# Sligo, PA - trying for a new field shoot!



## bowpro34 (Jun 17, 2007)

Well I was kindly introduced to field archery last year after a decade of being a hardcore 3D'er and I'm quickly transitioning to mostly target archery. I'm loving it and wishing I would have found it earlier.

I would like to introduce this great game to other archers in my area and for that reason, I am going to try to get a field round moving at my home club of Sligo Sportsmens club in Sligo, PA. I have gotten the thumbs up on the permission to start the shoot however I am also tasked with having to raise money for the hay bales and other accessories.

If you are in the area, please consider coming to our first money raising event - an indoor random team shoot in late February. You can reserve a lane with myself or DogTracker here on AT. Should be a great time!

Thanks!
John
:thumbs_up:thumbs_up


----------



## south-paaw (Jul 3, 2006)

very cool. go from 3-d to building a Field Range.. :smile:

best of luck with the Shoot hope you have a great turnout.

:thumbs_up


----------



## GOT LUCKY (Apr 30, 2005)

bowpro34 said:


> Well I was kindly introduced to field archery last year after a decade of being a hardcore 3D'er and I'm quickly transitioning to mostly target archery. I'm loving it and wishing I would have found it earlier.
> 
> I would like to introduce this great game to other archers in my area and for that reason, I am going to try to get a field round moving at my home club of Sligo Sportsmens club in Sligo, PA. I have gotten the thumbs up on the permission to start the shoot however I am also tasked with having to raise money for the hay bales and other accessories.
> 
> ...


*
Congratulations Convert :teeth:

Why not throw in one of my CD or 3-D Challenges a as a quick way to raise some funds. You can host the CD Challenge indoors or outdoors, but the 3-D Challenge is safer outside :wink:

Just let me know if you are interested and I will send you some info and links to pictures of my past Challenges....FUN Times!!!*

.


----------



## bowpro34 (Jun 17, 2007)

Hey Lucky,

Thanks for tip. I have a guilty confession though... I already did start something of the sort but i did not know who to thank. At half-time of our indoor leagues, the idea was to charge $1 per shot and anyone who drills the hole without breaking the CD gets half of the pot (other half goes to field shoot). I haven't got to be part of the original event so I don't know quite how its ran.

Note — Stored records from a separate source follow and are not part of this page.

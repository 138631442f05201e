use log::{info, warn};

/// Tagged log sink for controller events.
pub struct LogManager {
    target: &'static str,
}

impl LogManager {
    pub fn new() -> Self {
        Self::with_target("console")
    }

    pub fn with_target(target: &'static str) -> Self {
        Self { target }
    }

    pub fn record(&self, message: &str) {
        info!("[{}] {}", self.target, message);
    }

    pub fn warn(&self, message: &str) {
        warn!("[{}] {}", self.target, message);
    }
}

impl Default for LogManager {
    fn default() -> Self {
        Self::new()
    }
}
//! Console state machine: `idle -> pending -> success | error`, re-entering
//! `pending` on every submission.

pub mod console;
pub mod session;
pub mod state;

pub use console::{Completion, Controller, Submission, OVERLAY_FEATURE_CEILING, RLAN_KIND};
pub use session::{FileStorage, MemoryStorage, SessionStorage, CACHE_KEY};
pub use state::{MapOverlayState, RequestStatus, ViewState, Warning};
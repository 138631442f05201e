pub mod map;
pub mod profile;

Thanks for the support and we'll keep you informed of how it turns out.
John


----------



## GOT LUCKY (Apr 30, 2005)

bowpro34 said:


> Hey Lucky,
> 
> Thanks for tip. I have a guilty confession though... I already did start something of the sort but i did not know who to thank. At half-time of our indoor leagues, the idea was to charge $1 per shot and anyone who drills the hole without breaking the CD gets half of the pot (other half goes to field shoot). I haven't got to be part of the original event so I don't know quite how its ran.
> 
> ...



*"Imitation is the most sincere form of Flattery"..:wink:

Good Luck with your Fund & "FUN" raisers.....*
.


----------